Il tutto nasce in seguito ad un incidente avvenuto a eggio Calabria le cui immagini sono state date alla Motorizzazione per un’eventuale revisione della patente.
I Comuni non possono più usare le videocamere per fare le multe: a dirlo è il Garante della privacy che ha ammonito il Comune di Reggio Calabria per l’uso improprio dei filmati.
Tutto nasce in seguito ad un incidente stradale avvenuto nella Città dello Stretto che ha utilizzato le immagini registrate dalle videocamere che riprendono in modo continuativo le vie pubbliche per ricostruire la dinamica del sinistro. L’ente ha quindi trasmesso i filmati alla Motorizzazione civile locale ai fini di un’eventuale revisione della patente.
Per l’autorità, l’utilizzo delle immagini da parte del Comune è avvenuto in “assenza di un’idonea base giuridica e ha violato i principi di liceità, correttezza, trasparenza e limitazione della finalità”. Bocciata anche la condivisione dei video con la sede territoriale del Dipartimento dei trasporti, poiché non prevista dal Codice della strada né da altre disposizioni normative.
Inoltre, come si legge nel provvedimento, “il danno riportato dal conducente era stato quantificato in una prognosi di dieci giorni, configurando un caso di lesioni lievi.
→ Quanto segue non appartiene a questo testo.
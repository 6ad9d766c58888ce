//! Constrained portfolio optimization.
//!
//! The solver is projected gradient ascent with a backtracking (Armijo) step
//! over the capped simplex. Cardinality is handled greedily: a relaxed
//! problem (no floor) is solved over every asset, the largest positions up to
//! the holdings limit are kept, and the problem is re-solved over the kept
//! assets with the floor in force.

use crate::config::{Objective, OptimizerConfig};
use crate::constraints::NormalizedConstraints;
use crate::error::{OptimizerError, Result};
use crate::objective::ObjectiveFunction;
use crate::projection::project_capped_simplex;
use ndarray::{Array1, Array2, Axis};
use serde::Serialize;
use sieve_data::{Allocation, SectorMap, WeightVector};
use sieve_risk::RiskEstimate;
use tracing::{debug, info, warn};

/// Armijo sufficient-ascent constant.
const ARMIJO: f64 = 1e-4;

/// Step halvings tried before giving up on an iteration.
const MAX_BACKTRACKS: usize = 60;

/// Output of [`PortfolioOptimizer::optimize`].
#[derive(Debug, Clone, Serialize)]
pub struct OptimizationResult {
    /// Target weights of the held assets, in input ticker order
    pub weights: WeightVector,
    /// Objective that was optimized
    pub objective: Objective,
    /// Expected return per period, `mean' w`
    pub expected_return: f64,
    /// Volatility per period, `sqrt(w' cov w)`
    pub volatility: f64,
    /// Per-period Sharpe ratio against the configured risk-free rate
    pub sharpe: f64,
    /// Constraints the solution satisfies
    pub constraints: NormalizedConstraints,
    /// Gradient iterations over all solves
    pub iterations: usize,
    /// Whether every solve met the tolerance
    pub converged: bool,
}

impl OptimizationResult {
    /// Per-ticker allocations with sector and percentage contribution.
    pub fn allocations(&self, sectors: &SectorMap) -> Vec<Allocation> {
        self.weights.allocations(sectors)
    }

    /// Expected return scaled to a year.
    pub fn annualized_return(&self, periods_per_year: f64) -> f64 {
        self.expected_return * periods_per_year
    }

    /// Volatility scaled to a year.
    pub fn annualized_volatility(&self, periods_per_year: f64) -> f64 {
        self.volatility * periods_per_year.sqrt()
    }
}

/// Solver state after one projected-gradient run.
struct Solve {
    weights: Array1<f64>,
    iterations: usize,
    converged: bool,
}

/// Long-only mean-variance optimizer.
#[derive(Debug, Clone, Default)]
pub struct PortfolioOptimizer {
    config: OptimizerConfig,
}

impl PortfolioOptimizer {
    /// Create an optimizer with the given configuration
    pub const fn new(config: OptimizerConfig) -> Self {
        Self { config }
    }

    /// The active configuration.
    pub const fn config(&self) -> &OptimizerConfig {
        &self.config
    }

    /// Optimize over the output of the risk estimator.
    pub fn optimize_estimate(&self, estimate: &RiskEstimate) -> Result<OptimizationResult> {
        self.optimize(estimate.tickers(), &estimate.mean, &estimate.covariance)
    }

    /// Optimize weights for `tickers` given their mean returns and covariance.
    ///
    /// # Errors
    ///
    /// - [`OptimizerError::Infeasible`] when the constraints admit no portfolio;
    ///   this is decided before solving
    /// - [`OptimizerError::DimensionMismatch`] / [`OptimizerError::NonFinite`] for bad inputs
    pub fn optimize(
        &self,
        tickers: &[String],
        mean: &Array1<f64>,
        covariance: &Array2<f64>,
    ) -> Result<OptimizationResult> {
        let n = tickers.len();
        self.validate_inputs(n, mean, covariance)?;
        let constraints = NormalizedConstraints::new(&self.config, n)?;
        let rf = self.config.periodic_risk_free_rate();

        debug!(
            objective = %self.config.objective,
            assets = n,
            max_active = constraints.max_active,
            min_holdings = constraints.min_holdings,
            "Optimizing portfolio"
        );

        // Relaxed solve: no floor, every asset eligible.
        let all: Vec<usize> = (0..n).collect();
        let relaxed = self.solve(&all, mean, covariance, 0.0, constraints.max_weight, rf);

        let threshold = (0.5 * constraints.floor).max(1e-8);
        let mut ranked = all;
        ranked.sort_by(|&a, &b| relaxed.weights[b].total_cmp(&relaxed.weights[a]));
        let significant = ranked
            .iter()
            .filter(|&&i| relaxed.weights[i] >= threshold)
            .count();
        let keep = significant.clamp(constraints.min_holdings, constraints.max_active);
        let mut active: Vec<usize> = ranked[..keep].to_vec();
        active.sort_unstable();

        if keep < n {
            debug!(
                dropped = n - keep,
                kept = keep,
                "Pruned assets for cardinality and floor"
            );
        }

        // Final solve with the floor on the kept assets.
        let final_solve = self.solve(
            &active,
            mean,
            covariance,
            constraints.floor,
            constraints.max_weight,
            rf,
        );

        let mut dense = Array1::<f64>::zeros(n);
        for (k, &i) in active.iter().enumerate() {
            dense[i] = final_solve.weights[k];
        }

        let expected_return = mean.dot(&dense);
        let volatility = dense.dot(&covariance.dot(&dense)).max(0.0).sqrt();
        let sharpe = if volatility > 0.0 {
            (expected_return - rf) / volatility
        } else {
            f64::NAN
        };
        let iterations = relaxed.iterations + final_solve.iterations;
        let converged = relaxed.converged && final_solve.converged;
        if !converged {
            warn!(
                iterations,
                "Optimizer stopped at the iteration limit; weights are feasible but may be suboptimal"
            );
        }

        let weights = WeightVector::from_dense(tickers, &dense.to_vec())?;

        info!(
            objective = %self.config.objective,
            holdings = weights.active_count(),
            expected_return,
            volatility,
            sharpe,
            iterations,
            "Optimized portfolio"
        );

        Ok(OptimizationResult {
            weights,
            objective: self.config.objective,
            expected_return,
            volatility,
            sharpe,
            constraints,
            iterations,
            converged,
        })
    }

    fn validate_inputs(
        &self,
        n: usize,
        mean: &Array1<f64>,
        covariance: &Array2<f64>,
    ) -> Result<()> {
        if mean.len() != n || covariance.dim() != (n, n) {
            return Err(OptimizerError::DimensionMismatch(format!(
                "{n} tickers, mean of {}, covariance {:?}",
                mean.len(),
                covariance.dim()
            )));
        }
        if mean.iter().chain(covariance.iter()).any(|v| !v.is_finite()) {
            return Err(OptimizerError::NonFinite(
                "mean or covariance contains NaN or infinity".to_string(),
            ));
        }

        let c = &self.config;
        if !c.risk_aversion.is_finite() || c.risk_aversion < 0.0 {
            return Err(OptimizerError::InvalidConfig(format!(
                "risk_aversion must be finite and non-negative, got {}",
                c.risk_aversion
            )));
        }
        if !c.risk_free_rate.is_finite() {
            return Err(OptimizerError::InvalidConfig(
                "risk_free_rate must be finite".to_string(),
            ));
        }
        if c.periods_per_year.is_nan() || c.periods_per_year <= 0.0 {
            return Err(OptimizerError::InvalidConfig(
                "periods_per_year must be positive".to_string(),
            ));
        }
        if c.max_iterations == 0 || c.tolerance.is_nan() || c.tolerance <= 0.0 {
            return Err(OptimizerError::InvalidConfig(
                "max_iterations and tolerance must be positive".to_string(),
            ));
        }
        Ok(())
    }

    /// Projected gradient ascent over `assets` with bounds `[lower, upper]`.
    fn solve(
        &self,
        assets: &[usize],
        mean: &Array1<f64>,
        covariance: &Array2<f64>,
        lower: f64,
        upper: f64,
        rf: f64,
    ) -> Solve {
        let f = ObjectiveFunction::new(
            self.config.objective,
            mean.select(Axis(0), assets),
            covariance.select(Axis(0), assets).select(Axis(1), assets),
            self.config.risk_aversion,
            rf,
        );

        let k = f.dim() as f64;
        let project = |v: &Array1<f64>| project_capped_simplex(v, lower, upper);

        let mut w = project(&Array1::from_elem(f.dim(), 1.0 / k));
        let mut value = f.value(&w);
        let mut step = f.initial_step();

        for iteration in 1..=self.config.max_iterations {
            let g = f.gradient(&w);

            let mut accepted = None;
            for _ in 0..MAX_BACKTRACKS {
                let candidate = project(&(&w + &(&g * step)));
                let candidate_value = f.value(&candidate);
                let ascent = g.dot(&(&candidate - &w));
                if candidate_value >= value + ARMIJO * ascent {
                    accepted = Some((candidate, candidate_value));
                    break;
                }
                step *= 0.5;
            }

            let Some((candidate, candidate_value)) = accepted else {
                return Solve {
                    weights: w,
                    iterations: iteration,
                    converged: true,
                };
            };

            let change = (&candidate - &w)
                .iter()
                .fold(0.0_f64, |m, d| m.max(d.abs()));
            w = candidate;
            value = candidate_value;

            if change <= self.config.tolerance {
                return Solve {
                    weights: w,
                    iterations: iteration,
                    converged: true,
                };
            }
            step *= 2.0;
        }

        Solve {
            weights: w,
            iterations: self.config.max_iterations,
            converged: false,
        }
    }
}

#[cfg(test)]
mod tests {
    use super::*;
    use crate::constraints::Infeasibility;
    use approx::assert_relative_eq;
    use ndarray::array;
    use rstest::rstest;

    fn tickers(n: usize) -> Vec<String> {
        (0..n).map(|i| format!("T{i}")).collect()
    }

    fn unconstrained(objective: Objective) -> OptimizerConfig {
        OptimizerConfig {
            objective,
            max_weight: 1.0,
            max_holdings: 10,
            weight_floor: 0.0,
            risk_free_rate: 0.0,
            ..Default::default()
        }
    }

    #[test]
    fn test_min_risk_inverse_variance() {
        // Uncorrelated: weights proportional to 1 / variance
        let optimizer = PortfolioOptimizer::new(unconstrained(Objective::MinRisk));
        let result = optimizer
            .optimize(&tickers(2), &array![0.001, 0.002], &array![[1e-4, 0.0], [0.0, 4e-4]])
            .unwrap();

        assert_relative_eq!(result.weights.get("T0").unwrap(), 0.8, epsilon = 1e-6);
        assert_relative_eq!(result.weights.get("T1").unwrap(), 0.2, epsilon = 1e-6);
        assert!(result.converged);
    }

    #[test]
    fn test_max_sharpe_tangency() {
        // Uncorrelated, rf = 0: weights proportional to mean / variance
        let optimizer = PortfolioOptimizer::new(unconstrained(Objective::MaxSharpe));
        let result = optimizer
            .optimize(&tickers(2), &array![0.002, 0.001], &array![[1e-4, 0.0], [0.0, 4e-4]])
            .unwrap();

        // [20, 2.5] / 22.5
        assert_relative_eq!(result.weights.get("T0").unwrap(), 20.0 / 22.5, epsilon = 1e-5);
        assert_relative_eq!(result.weights.get("T1").unwrap(), 2.5 / 22.5, epsilon = 1e-5);
        assert_relative_eq!(
            result.sharpe,
            result.expected_return / result.volatility,
            epsilon = 1e-12
        );
    }

    #[test]
    fn test_utility_prefers_return_at_low_aversion() {
        let mean = array![0.004, 0.001];
        let cov = array![[4e-4, 0.0], [0.0, 1e-4]];

        let bold = PortfolioOptimizer::new(OptimizerConfig {
            risk_aversion: 0.5,
            ..unconstrained(Objective::Utility)
        })
        .optimize(&tickers(2), &mean, &cov)
        .unwrap();
        let timid = PortfolioOptimizer::new(OptimizerConfig {
            risk_aversion: 50.0,
            ..unconstrained(Objective::Utility)
        })
        .optimize(&tickers(2), &mean, &cov)
        .unwrap();

        assert!(bold.weights.get("T0").unwrap() > timid.weights.get("T0").unwrap());
    }

    #[test]
    fn test_cap_binds() {
        let optimizer = PortfolioOptimizer::new(OptimizerConfig {
            max_weight: 0.6,
            ..unconstrained(Objective::MinRisk)
        });
        let result = optimizer
            .optimize(&tickers(2), &array![0.0, 0.0], &array![[1e-4, 0.0], [0.0, 4e-4]])
            .unwrap();
        assert_relative_eq!(result.weights.get("T0").unwrap(), 0.6, epsilon = 1e-9);
        assert_relative_eq!(result.weights.get("T1").unwrap(), 0.4, epsilon = 1e-9);
    }

    #[test]
    fn test_cardinality_and_floor() {
        let n = 12;
        let mean = Array1::from_shape_fn(n, |i| 0.0005 + 0.0001 * i as f64);
        let cov = Array2::from_shape_fn((n, n), |(i, j)| {
            if i == j { 2e-4 + 1e-5 * i as f64 } else { 3e-5 }
        });
        let config = OptimizerConfig {
            max_holdings: 5,
            max_weight: 0.3,
            weight_floor: 0.05,
            ..Default::default()
        };
        let result = PortfolioOptimizer::new(config)
            .optimize(&tickers(n), &mean, &cov)
            .unwrap();

        assert!(result.weights.active_count() <= 5);
        assert_relative_eq!(result.weights.total(), 1.0, epsilon = 1e-6);
        for (_, w) in result.weights.entries() {
            assert!(*w >= 0.05 - 1e-9 && *w <= 0.3 + 1e-9, "weight {w}");
        }
    }

    #[rstest]
    #[case(3, 0.2)]
    #[case(4, 0.24)]
    #[case(1, 0.5)]
    fn test_infeasible_before_solving(#[case] max_holdings: usize, #[case] max_weight: f64) {
        let config = OptimizerConfig {
            max_holdings,
            max_weight,
            ..Default::default()
        };
        let n = 8;
        let err = PortfolioOptimizer::new(config)
            .optimize(&tickers(n), &Array1::zeros(n), &Array2::eye(n))
            .unwrap_err();
        assert!(matches!(
            err,
            OptimizerError::Infeasible(Infeasibility::CapTooLow { .. })
        ));
    }

    #[test]
    fn test_bad_inputs() {
        let optimizer = PortfolioOptimizer::default();
        assert!(matches!(
            optimizer.optimize(&tickers(3), &Array1::zeros(2), &Array2::eye(3)),
            Err(OptimizerError::DimensionMismatch(_))
        ));
        assert!(matches!(
            optimizer.optimize(&tickers(2), &array![f64::NAN, 0.0], &Array2::eye(2)),
            Err(OptimizerError::NonFinite(_))
        ));
    }
}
In assenza di una querela di parte, non erano presenti elementi penalmente rilevanti da accertare”. Tenuto conto delle circostanze e della collaborazione fornita dal Comune, il Garante ha ritenuto sufficiente ammonire l’ente.
Il Garante, inoltre, ricorda che le telecamere che sorvegliano le strade cittadine sono soggette a uno specifico vincolo di finalità. Possono essere utilizzate esclusivamente per la prevenzione e il contrasto dei fenomeni di criminalità diffusa, mentre il loro impiego per finalità diverse, come quelle amministrative, deve essere espressamente previsto dalla legge.
L’Autorità precisa tuttavia che i filmati possono essere conservati e utilizzati qualora, nell’ambito di un incidente stradale, emergano condotte rilevanti sotto il profilo penale. Il provvedimento rappresenta quindi un chiarimento sui limiti entro cui gli enti locali possono utilizzare i sistemi di videosorveglianza installati sul territorio.